The Daring Way™: My Story, Your Story, Our Story

I just found out – in the midst of an already over-scheduled fall and a particularly busy work day –  that I am finally official. I have completed my certification for the Daring Way™.

I read the email, smiled, and kept moving on – forgetting to savor the moment, forgetting to acknowledge my accomplishment. I do that a lot, I’ve realized. I move on without pausing to rest in satisfaction over what I have accomplished.

So now, I am trying to make a practice of slowing it down. I’m trying to consciously spend some time recognizing and celebrating the work I have done – both when it comes to this recent accomplishment and in general.

As you may know, The Daring Way™ is Brené Brown’s signature program for therapists and helping professionals. Like many others, I first got to know Brené through her TED talk about vulnerability.  It really felt like she was talking directly to me.

She was speaking about the power of vulnerability and how wholehearted living begins when we’re able to be vulnerable. As a therapist, I’ve always placed a high value on the willingness to be vulnerable. It’s something I’ve always strived for and longed for, but, as I said, Brené managed to make these truths new and compelling

From the first moment I heard her speak, I knew then that I would be using her work throughout my sessions in some way –  and I have been. I’ve read the books and intertwined her teachings with my own practice whenever it’s appropriate.

And then, fascination becomes action

I signed up to train as a Daring Way™ facilitator to learn how to reach and help my clients in a deeper, more lasting way. Sure, it was a big commitment and it was often difficult to take time away from my family, but I was dedicated to building my professional skills.

The big surprise: the person I would be helping most when I signed up for TDW would be me (at least in the early stages of the journey). Funny how that happens: we give ourselves permission to do something to grow professionally that we might never do “just for me” and we end up benefiting at every level.

One reason the Daring Way™ appeals to me is that it feels like an expression of what I have long understood to be my own superpower: a sacred knowing deep within me enables me to connect with others when they are feeling most vulnerable. And through that connection, I can help people see themselves, understand themselves, and heal themselves.

The more I learned from Brené about the true power and potential of vulnerability, the more I got to really know something I thought I already knew: to really invite someone to be vulnerable and to hold them through that moment of vulnerability, you need to allow yourself to walk the talk.

Translation:  the therapist needs to figure out how to get comfortable with her own vulnerability too.

In the space I hold for others, I am able to find myself. In fact, I need to be able to find myself. And when I am most myself, I am most able to let you be yourself.

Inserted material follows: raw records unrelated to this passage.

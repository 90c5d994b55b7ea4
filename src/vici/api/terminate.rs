// SPDX-License-Identifier: AGPL-3.0-or-later
// Copyright (C) 2012-2025 Andrei Maltsev

use crate::vici::{api::check_success, error::ViciError, session::Session, wire::{OrderedMap, Value}};

/// Parameters accepted by the `terminate` command.
#[derive(Debug, Clone, Default)]
pub struct TerminateRequest {
    pub child: Option<String>,
    pub ike: Option<String>,
    pub child_id: Option<String>,
    pub ike_id: Option<String>,
    pub force: bool,
    pub timeout_ms: Option<u64>,
}

pub async fn terminate(session: &Session, req: TerminateRequest) -> Result<(), ViciError> {
    let mut payload = OrderedMap::new();
    if let Some(v) = req.child {
        payload.push("child", Value::Str(v));
    }
    if let Some(v) = req.ike {
        payload.push("ike", Value::Str(v));
    }
    if let Some(v) = req.child_id {
        payload.push("child-id", Value::Str(v));
    }
    if let Some(v) = req.ike_id {
        payload.push("ike-id", Value::Str(v));
    }
    if req.force {
        payload.push("force", Value::Str("yes".into()));
    }
    if let Some(v) = req.timeout_ms {
        payload.push("timeout", Value::Str(v.to_string()));
    }

    let body = session.request("terminate", payload).await?;
    check_success(&body)
}
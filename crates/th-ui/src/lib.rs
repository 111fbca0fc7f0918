//! th-ui: Terminal front end
//!
//! Colored line output through crossterm and blocking line input, plugged
//! into the game loop through the `th_core::io` traits.

pub mod display;
pub mod input;
pub mod window;

pub use input::LineInput;
pub use window::TerminalWindow;
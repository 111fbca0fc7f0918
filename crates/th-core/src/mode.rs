//! Difficulty modes and the parameters derived from them

use serde::{Deserialize, Serialize};
use strum::{Display, EnumIter, EnumString};

use crate::consts::*;
use crate::errors::GameError;

/// Difficulty mode chosen at the start of a game
#[derive(
    Debug,
    Clone,
    Copy,
    PartialEq,
    Eq,
    Hash,
    Default,
    Serialize,
    Deserialize,
    Display,
    EnumIter,
    EnumString,
)]
#[strum(ascii_case_insensitive)]
pub enum Mode {
    #[strum(to_string = "easy", serialize = "e")]
    Easy,
    #[default]
    #[strum(to_string = "normal", serialize = "n")]
    Normal,
    #[strum(to_string = "hard", serialize = "h")]
    Hard,
    /// Unlocks the free sword at the shop
    #[strum(to_string = "samurai", serialize = "s")]
    Samurai,
    /// Fixed, generous starting state for trying things out
    #[strum(to_string = "test")]
    Test,
}

impl Mode {
    /// Parse a mode tag typed by the player.
    ///
    /// Accepts the single-letter codes and the full names, in any case.
    pub fn from_tag(tag: &str) -> Result<Self, GameError> {
        tag.trim()
            .parse()
            .map_err(|_| GameError::UnknownMode(tag.trim().to_string()))
    }

    /// Parameters for this mode
    pub fn config(self) -> ModeConfig {
        ModeConfig::for_mode(self)
    }
}

/// Parameters derived from the mode, applied each time a town is entered
#[derive(Debug, Clone, Copy, PartialEq, Serialize, Deserialize)]
pub struct ModeConfig {
    pub mode: Mode,
    /// Sell-back multiplier in [0, 1]
    pub markdown: f64,
    /// Chance that a new town is a tough one
    pub toughness: f64,
    pub starting_gold: i32,
    /// Shop stocks the free sword
    pub secret_shop: bool,
    /// Kit items can break while crossing terrain
    pub kit_breaks: bool,
}

impl ModeConfig {
    pub fn for_mode(mode: Mode) -> Self {
        let (markdown, toughness, starting_gold) = match mode {
            Mode::Easy => (EASY_MARKDOWN, EASY_TOUGHNESS, EASY_STARTING_GOLD),
            Mode::Hard => (HARD_MARKDOWN, HARD_TOUGHNESS, STARTING_GOLD),
            Mode::Normal | Mode::Samurai => (DEFAULT_MARKDOWN, DEFAULT_TOUGHNESS, STARTING_GOLD),
            Mode::Test => (DEFAULT_MARKDOWN, DEFAULT_TOUGHNESS, TEST_STARTING_GOLD),
        };

        Self {
            mode,
            markdown,
            toughness,
            starting_gold,
            secret_shop: mode == Mode::Samurai,
            kit_breaks: mode != Mode::Easy,
        }
    }
}

impl Default for ModeConfig {
    fn default() -> Self {
        Self::for_mode(Mode::default())
    }
}
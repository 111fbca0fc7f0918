//! Game constants

/// Number of treasure slots a hunter carries; filling the last one wins
pub const TREASURE_SLOTS: usize = 3;

/// Default sell-back multiplier (normal, samurai and test modes)
pub const DEFAULT_MARKDOWN: f64 = 0.25;
/// Default town toughness (normal, samurai and test modes)
pub const DEFAULT_TOUGHNESS: f64 = 0.4;

pub const EASY_MARKDOWN: f64 = 0.0;
pub const EASY_TOUGHNESS: f64 = 0.2;

pub const HARD_MARKDOWN: f64 = 0.5;
pub const HARD_TOUGHNESS: f64 = 0.75;

/// Starting gold in every mode except easy and test
pub const STARTING_GOLD: i32 = 10;
pub const EASY_STARTING_GOLD: i32 = 20;
pub const TEST_STARTING_GOLD: i32 = 100;

/// Chance of finding trouble in a tough town; brawls there are won with
/// the complementary chance
pub const TOUGH_TROUBLE_CHANCE: f64 = 0.66;
/// Chance of finding trouble in a quiet town
pub const QUIET_TROUBLE_CHANCE: f64 = 0.33;

/// Largest purse fought over in a brawl
pub const MAX_BRAWL_GOLD: u32 = 10;
/// Largest amount dug up in one go
pub const MAX_DIG_GOLD: u32 = 20;

/// Percent chance that digging turns up gold
pub const DIG_SUCCESS_PERCENT: u32 = 50;
/// Percent chance that a kit item breaks while crossing terrain
pub const ITEM_BREAK_PERCENT: u32 = 50;
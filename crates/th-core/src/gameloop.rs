//! Main game loop
//!
//! One turn: show the news, check for a win or a loss, show the menu, read
//! a command and carry it out. The loop owns the hunter and the current
//! town and lends the hunter to the shop and town for each action.

use strum::EnumString;
use tracing::{debug, info};

use crate::errors::GameError;
use crate::io::{InputSource, OutputWindow, TextColor};
use crate::mode::{Mode, ModeConfig};
use crate::player::Hunter;
use crate::rng::GameRng;
use crate::shop::{Shop, ShopMode};
use crate::town::Town;

const MENU: [&str; 7] = [
    "(B)uy something at the shop.",
    "(S)ell something at the shop.",
    "(M)ove on to a different town.",
    "(L)ook for trouble!",
    "(H)unt for treasure!",
    "(D)ig for gold!",
    "Give up the hunt and e(X)it.",
];

/// A menu choice
#[derive(Debug, Clone, Copy, PartialEq, Eq, EnumString)]
#[strum(ascii_case_insensitive)]
pub enum Command {
    #[strum(serialize = "b")]
    Buy,
    #[strum(serialize = "s")]
    Sell,
    #[strum(serialize = "m")]
    Move,
    #[strum(serialize = "l")]
    LookForTrouble,
    #[strum(serialize = "d")]
    DigForGold,
    #[strum(serialize = "h")]
    HuntForTreasure,
    #[strum(serialize = "x")]
    Exit,
}

impl Command {
    /// Parse a line typed at the menu prompt
    pub fn parse(line: &str) -> Option<Self> {
        line.trim().parse().ok()
    }
}

/// Where the game stands at the start of a turn
#[derive(Debug, Clone, Copy, PartialEq, Eq)]
pub enum GameStatus {
    Playing,
    Won,
    Lost,
}

/// Result of a game loop tick
#[derive(Debug, Clone, Copy, PartialEq, Eq)]
pub enum GameLoopResult {
    /// Continue playing
    Continue,
    /// Last treasure slot filled
    PlayerWon,
    /// Gold went negative
    PlayerLost,
    /// Player gave up, or input ran out
    PlayerQuit,
}

/// The game session
pub struct GameLoop<I, W> {
    hunter: Hunter,
    town: Town,
    config: ModeConfig,
    rng: GameRng,
    input: I,
    window: W,
}

impl<I: InputSource, W: OutputWindow> GameLoop<I, W> {
    /// Greet the player, ask for a name and a mode, and set up the first
    /// town.
    ///
    /// Unknown modes are rejected and asked for again. Returns `Ok(None)`
    /// if input runs out first.
    pub fn welcome(mut input: I, mut window: W, rng: GameRng) -> Result<Option<Self>, GameError> {
        window.add_text("Welcome to TREASURE HUNTER!", TextColor::Orange);
        window.add_text("Going hunting for the big treasure, eh?", TextColor::Black);
        window.add_text("What's your name, Hunter? ", TextColor::Black);
        let Some(name) = input.read_line()? else {
            return Ok(None);
        };
        let name = name.trim().to_string();

        let mode = loop {
            window.add_text("Select mode? (e/n/h): ", TextColor::Black);
            let Some(tag) = input.read_line()? else {
                return Ok(None);
            };
            match Mode::from_tag(&tag) {
                Ok(mode) => break mode,
                Err(err) => {
                    debug!(%err, "rejected mode");
                    window.add_text(
                        "That's no mode I've heard of. Pick (e)asy, (n)ormal or (h)ard.",
                        TextColor::Red,
                    );
                }
            }
        };

        Ok(Some(Self::new(Hunter::new(name, mode), rng, input, window)))
    }

    /// Start a game for an existing hunter in a fresh town
    pub fn new(hunter: Hunter, mut rng: GameRng, input: I, window: W) -> Self {
        let config = hunter.mode().config();
        let town = Self::build_town(&hunter, &config, &mut rng);
        info!(name = hunter.name(), mode = %config.mode, seed = rng.seed(), "game started");

        Self {
            hunter,
            town,
            config,
            rng,
            input,
            window,
        }
    }

    pub fn hunter(&self) -> &Hunter {
        &self.hunter
    }

    pub fn hunter_mut(&mut self) -> &mut Hunter {
        &mut self.hunter
    }

    pub fn town(&self) -> &Town {
        &self.town
    }

    /// Replace the current town, e.g. to fix its layout
    pub fn set_town(&mut self, mut town: Town) {
        town.hunter_arrives(&self.hunter);
        self.town = town;
    }

    pub fn config(&self) -> &ModeConfig {
        &self.config
    }

    pub fn window(&self) -> &W {
        &self.window
    }

    pub fn input(&self) -> &I {
        &self.input
    }

    /// Win or loss, checked at the start of every turn
    pub fn status(&self) -> GameStatus {
        if self.hunter.is_bankrupt() {
            GameStatus::Lost
        } else if self.hunter.has_all_treasures() {
            GameStatus::Won
        } else {
            GameStatus::Playing
        }
    }

    /// Play turns until the game is won, lost or abandoned
    pub fn run(&mut self) -> Result<GameLoopResult, GameError> {
        loop {
            self.window.add_text("", TextColor::Black);
            self.window.add_text(self.town.latest_news(), TextColor::Black);
            self.window.add_text("***", TextColor::Black);

            match self.status() {
                GameStatus::Lost => {
                    self.window.add_text("You lose!", TextColor::Red);
                    info!(gold = self.hunter.gold(), "game lost");
                    return Ok(GameLoopResult::PlayerLost);
                }
                GameStatus::Won => {
                    self.window.add_text(
                        "Congratulations! You found the last of the hidden treasures!",
                        TextColor::Orange,
                    );
                    self.window.add_text("You win!", TextColor::Orange);
                    info!(gold = self.hunter.gold(), "game won");
                    return Ok(GameLoopResult::PlayerWon);
                }
                GameStatus::Playing => {}
            }

            self.show_menu();
            let Some(choice) = self.input.read_line()? else {
                info!("input closed, leaving the game");
                return Ok(GameLoopResult::PlayerQuit);
            };
            self.window.clear();

            match self.tick(&choice)? {
                GameLoopResult::Continue => {}
                result => return Ok(result),
            }
        }
    }

    /// Carry out one menu choice.
    ///
    /// Win and loss are not checked here; `run` does that at the start of
    /// the next turn.
    pub fn tick(&mut self, choice: &str) -> Result<GameLoopResult, GameError> {
        let Some(command) = Command::parse(choice) else {
            self.window
                .add_text("Yikes! That's an invalid option! Try again.", TextColor::Red);
            return Ok(GameLoopResult::Continue);
        };
        debug!(?command, "turn");

        match command {
            Command::Buy | Command::Sell => {
                let mode = if command == Command::Buy {
                    ShopMode::Buy
                } else {
                    ShopMode::Sell
                };
                self.town
                    .enter_shop(&mut self.hunter, mode, &mut self.input, &mut self.window)?;
            }
            Command::Move => {
                if self.town.leave_town(&mut self.hunter, &mut self.rng) {
                    // This town is going away so print its news now
                    self.window.add_text(self.town.latest_news(), TextColor::Black);
                    self.town = Self::build_town(&self.hunter, &self.config, &mut self.rng);
                }
            }
            Command::LookForTrouble => {
                self.town.look_for_trouble(&mut self.hunter, &mut self.rng);
            }
            Command::DigForGold => {
                self.town.dig_for_gold(&mut self.hunter, &mut self.rng);
            }
            Command::HuntForTreasure => {
                let found = self.town.look_for_treasure(&mut self.hunter);
                self.window.add_text(&found, TextColor::Black);
            }
            Command::Exit => {
                self.window.add_text(
                    &format!("Fare thee well, {}!", self.hunter.name()),
                    TextColor::Black,
                );
                return Ok(GameLoopResult::PlayerQuit);
            }
        }

        Ok(GameLoopResult::Continue)
    }

    fn show_menu(&mut self) {
        self.window.add_text(&self.hunter.to_string(), TextColor::Black);
        self.window.add_text(&self.town.to_string(), TextColor::Black);
        for line in MENU {
            self.window.add_text(line, TextColor::Black);
        }
        self.window.add_text("What's your next move? ", TextColor::Black);
    }

    /// A new town and shop with parameters from the mode
    fn build_town(hunter: &Hunter, config: &ModeConfig, rng: &mut GameRng) -> Town {
        let shop = Shop::new(config.markdown, config.secret_shop);
        let mut town = Town::new(shop, config, rng);
        town.hunter_arrives(hunter);
        town
    }
}

#[cfg(test)]
mod tests {
    use super::*;
    use crate::io::{BufferedWindow, ScriptedInput};

    #[test]
    fn test_command_parse() {
        assert_eq!(Command::parse("b"), Some(Command::Buy));
        assert_eq!(Command::parse("S"), Some(Command::Sell));
        assert_eq!(Command::parse(" m "), Some(Command::Move));
        assert_eq!(Command::parse("l"), Some(Command::LookForTrouble));
        assert_eq!(Command::parse("d"), Some(Command::DigForGold));
        assert_eq!(Command::parse("h"), Some(Command::HuntForTreasure));
        assert_eq!(Command::parse("X"), Some(Command::Exit));
        assert_eq!(Command::parse("buy"), None);
        assert_eq!(Command::parse(""), None);
    }

    fn game(hunter: Hunter) -> GameLoop<ScriptedInput, BufferedWindow> {
        GameLoop::new(
            hunter,
            GameRng::new(42),
            ScriptedInput::default(),
            BufferedWindow::new(),
        )
    }

    #[test]
    fn test_status_lost_when_gold_negative() {
        let mut g = game(Hunter::with_gold("Ada", 0, Mode::Normal));
        assert_eq!(g.status(), GameStatus::Playing);
        g.hunter_mut().change_gold(-1);
        assert_eq!(g.status(), GameStatus::Lost);
    }

    #[test]
    fn test_status_won_with_three_treasures() {
        use crate::player::Treasure;

        let mut g = game(Hunter::with_gold("Ada", 0, Mode::Normal));
        g.hunter_mut().add_treasure(Treasure::Crown);
        g.hunter_mut().add_treasure(Treasure::Gem);
        assert_eq!(g.status(), GameStatus::Playing);
        g.hunter_mut().add_treasure(Treasure::Trophy);
        assert_eq!(g.status(), GameStatus::Won);

        // Loss is checked first
        g.hunter_mut().change_gold(-5);
        assert_eq!(g.status(), GameStatus::Lost);
    }

    #[test]
    fn test_invalid_choice_continues() {
        let mut g = game(Hunter::new("Ada", Mode::Normal));
        let result = g.tick("q").unwrap();
        assert_eq!(result, GameLoopResult::Continue);
        assert_eq!(
            g.window().last_line(),
            Some("Yikes! That's an invalid option! Try again.")
        );
        assert_eq!(g.hunter().gold(), 10);
    }

    #[test]
    fn test_exit_says_farewell() {
        let mut g = game(Hunter::new("Ada", Mode::Normal));
        assert_eq!(g.tick("x").unwrap(), GameLoopResult::PlayerQuit);
        assert_eq!(g.window().last_line(), Some("Fare thee well, Ada!"));
    }

    #[test]
    fn test_new_game_arrives_in_town() {
        let g = game(Hunter::new("Ada", Mode::Samurai));
        assert!(g.town().latest_news().starts_with("Welcome to town, Ada."));
        assert!(g.town().shop().prices().secret_mode());
        assert_eq!(g.config().mode, Mode::Samurai);
    }
}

This doesn’t mean the conversation becomes all about my story – that’s the opposite of what we do in your therapy session. Instead, this allows for true connection and a sense of belonging. This is the space in which my client can feel heard and seen in a safe and trusting space.

So Much of Vulnerability Is About Being Seen: My Own Daring Journey

I started the journey by saying “yes.” I said yes to investing the money, making the trips, being away from my family comforts, meeting new people, and accepting so many little challenges that crept up just to go to the training.

But mostly I said “yes” to being seen.

I said “yes” to telling my story. I spoke truths to a group of other therapists going through the same process as all of us shared and learned together.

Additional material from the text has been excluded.